Die Schnapsstadt
«Es ist noch früh am Morgen. Vielleicht später.»
«Was heißt hier später?», fragte Yu Yichi. «Die erste Pflicht eines Besuchers, der nach Jiuguo kommt, ist es, etwas zu trinken.»
«Ich hätte lieber eine Tasse Tee.»
«In Jiuguo gibt es keinen Tee», sagte der Zwerg. «Unser Tee heißt Schnaps.»
«Andere Länder, andere Sitten, Meister Mo», sagte Li Yidou.
«Also gut.»
«Kommen Sie her und suchen Sie sich etwas aus», sagte Yu Yichi.
Vor der Auswahl an Flaschen mit den edelsten nur vorstellbaren Getränken wurde es Mo Yan schwindlig.
«Es heißt, Sie seien ein durchtrainierter Säufer der Spitzenklasse», bemerkte Yu Yichi. «Ist das wahr?»
«In Wirklichkeit», sagte Mo Yan, «vertrage ich nicht sehr viel und verstehe auch nur wenig vom Trinken.»
«Keine falsche Bescheidenheit!», rief Yu Yichi aus. «Außerdem habe ich alle Ihre Briefe an Li Yidou gelesen.»
Mo Yan warf Li Yidou einen betrübten Blick zu. Der verteidigte sich: «Generaldirektor Yu ist einer von uns. Sie brauchen sich keine Sorgen zu machen.»
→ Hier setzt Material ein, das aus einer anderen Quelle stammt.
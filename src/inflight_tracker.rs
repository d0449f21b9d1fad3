//! In-flight fetch tracker for download coalescing.
//!
//! This module provides the `InFlightTracker` which coordinates concurrent requests
//! for the same cache key, ensuring only one fetch runs while others wait.
//!
//! # Architecture
//!
//! When multiple requests arrive for the same uncached video:
//! 1. First request becomes the "Fetcher" and submits the download
//! 2. Subsequent requests become "Waiters" and subscribe to a broadcast channel
//! 3. When the download finishes, the Fetcher's guard removes the key and
//!    notifies all Waiters via the broadcast
//! 4. Waiters then serve the published file from disk
//!
//! The key is removed *before* the notification is sent. A request that
//! arrives between the two registers as a new Fetcher, and that fetch finds
//! the published file on its re-check instead of downloading again.

use crate::cache_key::CacheKey;
use crate::ProxyError;
use dashmap::DashMap;
use std::sync::Arc;
use std::time::{Duration, Instant};
use tokio::sync::broadcast;

/// Result type for fetch completion notification.
/// `Ok(())` indicates the entry was published, `Err` carries the failure.
pub type FetchResult = Result<(), ProxyError>;

/// Channel capacity for broadcast sender.
/// Only needs to hold one message (the completion notification).
const BROADCAST_CHANNEL_CAPACITY: usize = 1;

const IDLE_POLL_INTERVAL: Duration = Duration::from_millis(50);

/// Tracks in-flight fetches to enable request coalescing.
///
/// Uses a `DashMap` for concurrent access from multiple Tokio tasks.
/// Each entry maps a cache key to a broadcast sender that notifies
/// waiters when the fetch completes.
pub struct InFlightTracker {
    pending: Arc<DashMap<CacheKey, broadcast::Sender<FetchResult>>>,
}

/// Role assigned to a request after registration.
pub enum FetchRole {
    /// First request for this key - responsible for running the fetch.
    Fetcher(FetchGuard),
    /// Subsequent request - should wait for the fetcher to complete.
    Waiter(broadcast::Receiver<FetchResult>),
}

/// RAII guard that removes the key entry on drop.
///
/// This ensures cleanup happens even if the fetch task panics or is cancelled.
pub struct FetchGuard {
    key: CacheKey,
    sender: broadcast::Sender<FetchResult>,
    pending: Arc<DashMap<CacheKey, broadcast::Sender<FetchResult>>>,
    completed: bool,
}

impl InFlightTracker {
    pub fn new() -> Self {
        Self {
            pending: Arc::new(DashMap::new()),
        }
    }

    /// Attempts to register a request for the given key.
    ///
    /// # Returns
    ///
    /// - `FetchRole::Fetcher(guard)` if no fetch is active for the key.
    ///   The caller must eventually call `guard.complete_success()` or
    ///   `guard.complete_error()` (dropping the guard also releases the key).
    ///
    /// - `FetchRole::Waiter(receiver)` if another request is already fetching.
    pub fn try_register(&self, key: &CacheKey) -> FetchRole {
        // Entry API gives an atomic check-and-insert
        match self.pending.entry(key.clone()) {
            dashmap::mapref::entry::Entry::Vacant(vacant) => {
                let (tx, _rx) = broadcast::channel(BROADCAST_CHANNEL_CAPACITY);
                vacant.insert(tx.clone());

                FetchRole::Fetcher(FetchGuard {
                    key: key.clone(),
                    sender: tx,
                    pending: Arc::clone(&self.pending),
                    completed: false,
                })
            }
            dashmap::mapref::entry::Entry::Occupied(occupied) => {
                FetchRole::Waiter(occupied.get().subscribe())
            }
        }
    }

    /// Returns true while a fetch for `key` is registered.
    pub fn is_in_flight(&self, key: &CacheKey) -> bool {
        self.pending.contains_key(key)
    }

    /// Returns the number of in-flight fetches currently being tracked.
    pub fn in_flight_count(&self) -> usize {
        self.pending.len()
    }

    /// Waits until no fetch is registered or `limit` elapses.
    /// Returns true when the tracker drained.
    pub async fn wait_until_idle(&self, limit: Duration) -> bool {
        let deadline = Instant::now() + limit;
        while !self.pending.is_empty() {
            if Instant::now() >= deadline {
                return false;
            }
            tokio::time::sleep(IDLE_POLL_INTERVAL).await;
        }
        true
    }
}

impl Default for InFlightTracker {
    fn default() -> Self {
        Self::new()
    }
}

impl FetchGuard {
    /// Subscribes to this fetch's completion notification.
    ///
    /// The fetcher itself uses this when it also wants to wait for the
    /// result (blocking mode), since it hands the guard to a worker task.
    pub fn subscribe(&self) -> broadcast::Receiver<FetchResult> {
        self.sender.subscribe()
    }

    /// Releases the key and broadcasts `Ok(())` to all waiters.
    pub fn complete_success(mut self) {
        self.completed = true;
        self.pending.remove(&self.key);
        // No receivers is fine
        let _ = self.sender.send(Ok(()));
    }

    /// Releases the key and broadcasts `Err(error)` to all waiters.
    pub fn complete_error(mut self, error: ProxyError) {
        self.completed = true;
        self.pending.remove(&self.key);
        let _ = self.sender.send(Err(error));
    }

    pub fn key(&self) -> &CacheKey {
        &self.key
    }
}

impl Drop for FetchGuard {
    /// Safety net cleanup for panics or cancellation.
    ///
    /// If the guard is dropped without completing, the key is released and
    /// the channel closes, which waiters observe as `RecvError::Closed`.
    fn drop(&mut self) {
        if !self.completed {
            self.pending.remove(&self.key);
        }
    }
}
//! Single-flight fetch tests
//!
//! Concurrent requests for one identifier share a single external fetch;
//! failures publish nothing and do not block later attempts.

mod common;

use common::{coordinator, partial_files, settings, ScriptedFetcher};
use std::sync::Arc;
use std::time::Duration;
use tempfile::TempDir;
use video_cache_proxy::cache_key::derive_key;
use video_cache_proxy::ProxyError;

const SOURCE: &str = "https://www.youtube.com/watch?v=abc";

#[tokio::test(flavor = "multi_thread", worker_threads = 4)]
async fn test_concurrent_requests_share_one_fetch() {
    let temp_dir = TempDir::new().unwrap();
    let fetcher = Arc::new(
        ScriptedFetcher::writing(vec![7u8; 1000]).with_delay(Duration::from_millis(200)),
    );
    let coordinator = coordinator(
        temp_dir.path(),
        fetcher.clone(),
        settings(Duration::from_secs(10), Duration::from_secs(10)),
    )
    .await;

    let mut handles = Vec::new();
    for _ in 0..32 {
        let coordinator = coordinator.clone();
        handles.push(tokio::spawn(async move {
            coordinator.retrieve_blocking(SOURCE).await
        }));
    }

    for handle in handles {
        let entry = handle.await.unwrap().unwrap();
        assert_eq!(entry.size, 1000);
        assert_eq!(entry.key, derive_key(SOURCE));
    }

    assert_eq!(fetcher.calls(), 1, "exactly one external fetch");
    let stats = coordinator.stats();
    assert_eq!(stats.fetches_started, 1);
    assert_eq!(stats.fetches_succeeded, 1);
    assert_eq!(coordinator.in_flight_count(), 0);
    assert!(partial_files(temp_dir.path()).is_empty());
}

#[tokio::test]
async fn test_cached_entry_is_served_without_fetching() {
    let temp_dir = TempDir::new().unwrap();
    let fetcher = Arc::new(ScriptedFetcher::writing(b"video".to_vec()));
    let coordinator = coordinator(
        temp_dir.path(),
        fetcher.clone(),
        settings(Duration::from_secs(5), Duration::from_secs(5)),
    )
    .await;

    let first = coordinator.retrieve_blocking(SOURCE).await.unwrap();
    let second = coordinator.retrieve_blocking(SOURCE).await.unwrap();

    assert_eq!(first.path, second.path);
    assert_eq!(fetcher.calls(), 1);
    assert_eq!(coordinator.stats().cache_hits, 1);
    assert_eq!(std::fs::read(&second.path).unwrap(), b"video");
}

#[tokio::test(flavor = "multi_thread", worker_threads = 2)]
async fn test_distinct_identifiers_fetch_independently() {
    let temp_dir = TempDir::new().unwrap();
    let fetcher = Arc::new(
        ScriptedFetcher::writing(b"clip".to_vec()).with_delay(Duration::from_millis(300)),
    );
    let coordinator = coordinator(
        temp_dir.path(),
        fetcher.clone(),
        settings(Duration::from_secs(5), Duration::from_secs(5)),
    )
    .await;

    let a = "https://www.youtube.com/watch?v=one";
    let b = "https://www.youtube.com/watch?v=two";
    let started = std::time::Instant::now();
    let (first, second) = tokio::join!(
        coordinator.retrieve_blocking(a),
        coordinator.retrieve_blocking(b)
    );
    let elapsed = started.elapsed();

    // Serialized fetches would need at least 600ms
    assert!(
        elapsed < Duration::from_millis(550),
        "distinct keys were fetched one after another: {:?}",
        elapsed
    );

    let (first, second) = (first.unwrap(), second.unwrap());
    assert_ne!(first.path, second.path);
    assert_eq!(fetcher.calls(), 2);

    let mut sources = fetcher.sources();
    sources.sort();
    assert_eq!(sources, vec![a.to_string(), b.to_string()]);
}

#[tokio::test]
async fn test_failed_fetch_publishes_nothing_and_is_retried() {
    let temp_dir = TempDir::new().unwrap();
    let fetcher = Arc::new(ScriptedFetcher::writing(vec![1u8; 64]).failing_first(1));
    let coordinator = coordinator(
        temp_dir.path(),
        fetcher.clone(),
        settings(Duration::from_secs(5), Duration::from_secs(5)),
    )
    .await;

    let result = coordinator.retrieve_blocking(SOURCE).await;
    assert!(matches!(result, Err(ProxyError::FetchError(_))));

    let entry_path = coordinator.layout().entry_path(&derive_key(SOURCE));
    assert!(!entry_path.exists(), "failed fetch must not publish");
    assert!(partial_files(temp_dir.path()).is_empty());

    // The next request starts a fresh attempt
    let entry = coordinator.retrieve_blocking(SOURCE).await.unwrap();
    assert_eq!(entry.size, 64);
    assert_eq!(fetcher.calls(), 2);
}

#[tokio::test(flavor = "multi_thread", worker_threads = 4)]
async fn test_all_waiters_receive_the_failure() {
    let temp_dir = TempDir::new().unwrap();
    let fetcher = Arc::new(
        ScriptedFetcher::writing(vec![1u8; 8])
            .with_delay(Duration::from_millis(150))
            .failing_first(1),
    );
    let coordinator = coordinator(
        temp_dir.path(),
        fetcher.clone(),
        settings(Duration::from_secs(5), Duration::from_secs(5)),
    )
    .await;

    let mut handles = Vec::new();
    for _ in 0..8 {
        let coordinator = coordinator.clone();
        handles.push(tokio::spawn(async move {
            coordinator.retrieve_blocking(SOURCE).await
        }));
    }

    for handle in handles {
        let result = handle.await.unwrap();
        match result {
            Err(ProxyError::FetchError(msg)) => assert!(msg.contains("simulated")),
            other => panic!("expected fetch error, got {:?}", other),
        }
    }
    assert_eq!(fetcher.calls(), 1);
}

#[tokio::test]
async fn test_waiter_gives_up_after_wait_timeout() {
    let temp_dir = TempDir::new().unwrap();
    let fetcher = Arc::new(
        ScriptedFetcher::writing(b"slow".to_vec()).with_delay(Duration::from_secs(2)),
    );
    let coordinator = coordinator(
        temp_dir.path(),
        fetcher.clone(),
        settings(Duration::from_millis(100), Duration::from_secs(10)),
    )
    .await;

    let result = coordinator.retrieve_blocking(SOURCE).await;
    assert!(matches!(result, Err(ProxyError::LockTimeout(_))));

    // The fetch keeps running for later requests
    assert_eq!(coordinator.in_flight_count(), 1);
    assert!(coordinator.drain(Duration::from_secs(5)).await);
    assert!(coordinator
        .layout()
        .entry_path(&derive_key(SOURCE))
        .exists());
}

#[tokio::test]
async fn test_fetch_deadline_aborts_and_cleans_up() {
    let temp_dir = TempDir::new().unwrap();
    let fetcher = Arc::new(ScriptedFetcher::hanging());
    let coordinator = coordinator(
        temp_dir.path(),
        fetcher.clone(),
        settings(Duration::from_secs(5), Duration::from_millis(100)),
    )
    .await;

    let result = coordinator.retrieve_blocking(SOURCE).await;
    match result {
        Err(ProxyError::FetchError(msg)) => assert!(msg.contains("deadline")),
        other => panic!("expected deadline error, got {:?}", other),
    }
    assert_eq!(coordinator.in_flight_count(), 0);
    assert!(partial_files(temp_dir.path()).is_empty());
}

#[tokio::test]
async fn test_stale_partials_removed_on_initialize() {
    let temp_dir = TempDir::new().unwrap();
    let partial_dir = temp_dir.path().join(".partial");
    std::fs::create_dir_all(&partial_dir).unwrap();
    std::fs::write(partial_dir.join("leftover.1234.mp4"), b"half").unwrap();
    std::fs::write(partial_dir.join("leftover.1234.mp4.ytdl"), b"state").unwrap();

    let fetcher = Arc::new(ScriptedFetcher::writing(b"x".to_vec()));
    let _coordinator = coordinator(
        temp_dir.path(),
        fetcher,
        settings(Duration::from_secs(1), Duration::from_secs(1)),
    )
    .await;

    assert!(partial_files(temp_dir.path()).is_empty());
}
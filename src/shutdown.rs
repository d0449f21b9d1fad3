//! Graceful Shutdown Module
//!
//! Handles signal-driven shutdown: the accept loop, health server and
//! retention sweeper stop on the broadcast signal, then in-flight fetches are
//! given until the shutdown timeout to finish publishing.

use crate::inflight_tracker::InFlightTracker;
use crate::{ProxyError, Result};
use std::sync::Arc;
use std::time::Duration;
use tokio::signal;
use tokio::sync::broadcast;
use tokio::time::timeout;
use tracing::{debug, error, info, warn};

/// Shutdown coordinator for graceful system shutdown
pub struct ShutdownCoordinator {
    /// In-flight registry of the fetch coordinator, drained before exit
    inflight: Option<Arc<InFlightTracker>>,
    shutdown_sender: broadcast::Sender<()>,
    shutdown_timeout: Duration,
}

impl ShutdownCoordinator {
    /// Create new shutdown coordinator
    pub fn new(shutdown_timeout: Duration) -> Self {
        let (shutdown_sender, _) = broadcast::channel(16);

        Self {
            inflight: None,
            shutdown_sender,
            shutdown_timeout,
        }
    }

    /// Set the registry whose fetches must finish before shutdown completes
    pub fn set_inflight_tracker(&mut self, inflight: Arc<InFlightTracker>) {
        self.inflight = Some(inflight);
    }

    /// Get shutdown receiver for components to listen for shutdown signals
    pub fn subscribe(&self) -> broadcast::Receiver<()> {
        self.shutdown_sender.subscribe()
    }

    /// Convenience wrapper returning a [`ShutdownSignal`]
    pub fn signal(&self) -> ShutdownSignal {
        ShutdownSignal::new(self.subscribe())
    }

    /// Start listening for shutdown signals
    pub async fn listen_for_shutdown(&self) -> Result<()> {
        info!("Starting shutdown signal listener");

        // Listen for SIGINT (Ctrl+C) and SIGTERM
        let mut sigint =
            signal::unix::signal(signal::unix::SignalKind::interrupt()).map_err(|e| {
                ProxyError::SystemError(format!("Failed to create SIGINT handler: {}", e))
            })?;

        let mut sigterm =
            signal::unix::signal(signal::unix::SignalKind::terminate()).map_err(|e| {
                ProxyError::SystemError(format!("Failed to create SIGTERM handler: {}", e))
            })?;

        tokio::select! {
            _ = sigint.recv() => {
                info!("Received SIGINT, initiating graceful shutdown");
            }
            _ = sigterm.recv() => {
                info!("Received SIGTERM, initiating graceful shutdown");
            }
        }

        self.initiate_shutdown().await
    }

    /// Initiate graceful shutdown sequence
    pub async fn initiate_shutdown(&self) -> Result<()> {
        info!("Initiating graceful shutdown sequence");

        if let Err(e) = self.shutdown_sender.send(()) {
            // No receivers left is normal late in shutdown
            debug!("Shutdown signal not sent (no active receivers): {}", e);
        }

        match timeout(self.shutdown_timeout, self.perform_shutdown()).await {
            Ok(Ok(())) => {
                info!("Graceful shutdown completed successfully");
                Ok(())
            }
            Ok(Err(e)) => {
                error!("Error during graceful shutdown: {}", e);
                Err(e)
            }
            Err(_) => {
                error!(
                    "Graceful shutdown timed out after {:?}, forcing shutdown",
                    self.shutdown_timeout
                );
                Err(ProxyError::TimeoutError(
                    "Graceful shutdown timeout".to_string(),
                ))
            }
        }
    }

    async fn perform_shutdown(&self) -> Result<()> {
        if let Some(inflight) = &self.inflight {
            let active = inflight.in_flight_count();
            if active > 0 {
                info!("Waiting for {} in-flight fetches to finish", active);
            }
            if !inflight.wait_until_idle(self.shutdown_timeout).await {
                warn!(
                    "{} fetches still running at shutdown; their partial files are removed on next start",
                    inflight.in_flight_count()
                );
                return Err(ProxyError::TimeoutError(
                    "In-flight fetches did not finish".to_string(),
                ));
            }
        }

        // Give a moment for final log messages to be written
        tokio::time::sleep(Duration::from_millis(100)).await;
        Ok(())
    }
}

/// Shutdown signal wrapper for components
pub struct ShutdownSignal {
    receiver: broadcast::Receiver<()>,
    shutdown_requested: bool,
}

impl ShutdownSignal {
    pub fn new(receiver: broadcast::Receiver<()>) -> Self {
        Self {
            receiver,
            shutdown_requested: false,
        }
    }

    /// Check if shutdown has been requested (non-blocking)
    pub fn is_shutdown_requested(&self) -> bool {
        self.shutdown_requested
    }

    /// Wait for shutdown signal
    pub async fn wait_for_shutdown(&mut self) -> Result<()> {
        // Closed and lagged both mean the sender is gone or has fired
        let _ = self.receiver.recv().await;
        self.shutdown_requested = true;
        Ok(())
    }

    /// Try to receive shutdown signal without blocking
    pub fn try_recv_shutdown(&mut self) -> bool {
        match self.receiver.try_recv() {
            Err(broadcast::error::TryRecvError::Empty) => false,
            _ => {
                self.shutdown_requested = true;
                true
            }
        }
    }
}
Yu Yichi nahm eine Flasche Tausend Grüne Ameisen aus dem Schrank und sagte: «Nach einer Nacht im Zug sollten Sie besser etwas Milderes probieren.»
«Tausend Grüne Ameisen ist eine vorzügliche Wahl», sagte Li Yidou schmeichelnd. «Eine der Schöpfungen meines Schwiegervaters. Tausend Grüne Ameisen wird aus Kaffernhirse und Mungobohnen destilliert. Dann kommen noch mehr als ein Dutzend aromatische Heilkräuter dazu. Tausend Grüne Ameisen trinken ist, als höre man einer Schönheit des Altertums beim Zitherspiel zu: eine magische Erinnerung an die ferne Vergangenheit.»
«Halt die Schnauze!», fuhr ihn Yu Yichi an. «Du und deine Werbesprüche! »
Li Yidou verteidigte sich: «Da können Sie sehen, warum man mich an die Abteilung für Öffentlichkeitsarbeit versetzt hat. Power-Werbung ist das, was wir für unser Affenschnaps-Festival brauchen, und schließlich bin ich Doktor der Alkoholkunde.»
«Doktorand», sagte Yu Yichi spöttisch.
Yu Yichi nahm drei Bleikristallgläser aus der Minibar und füllte sie bis zum Rand mit einer beunruhigend grünen Flüssigkeit.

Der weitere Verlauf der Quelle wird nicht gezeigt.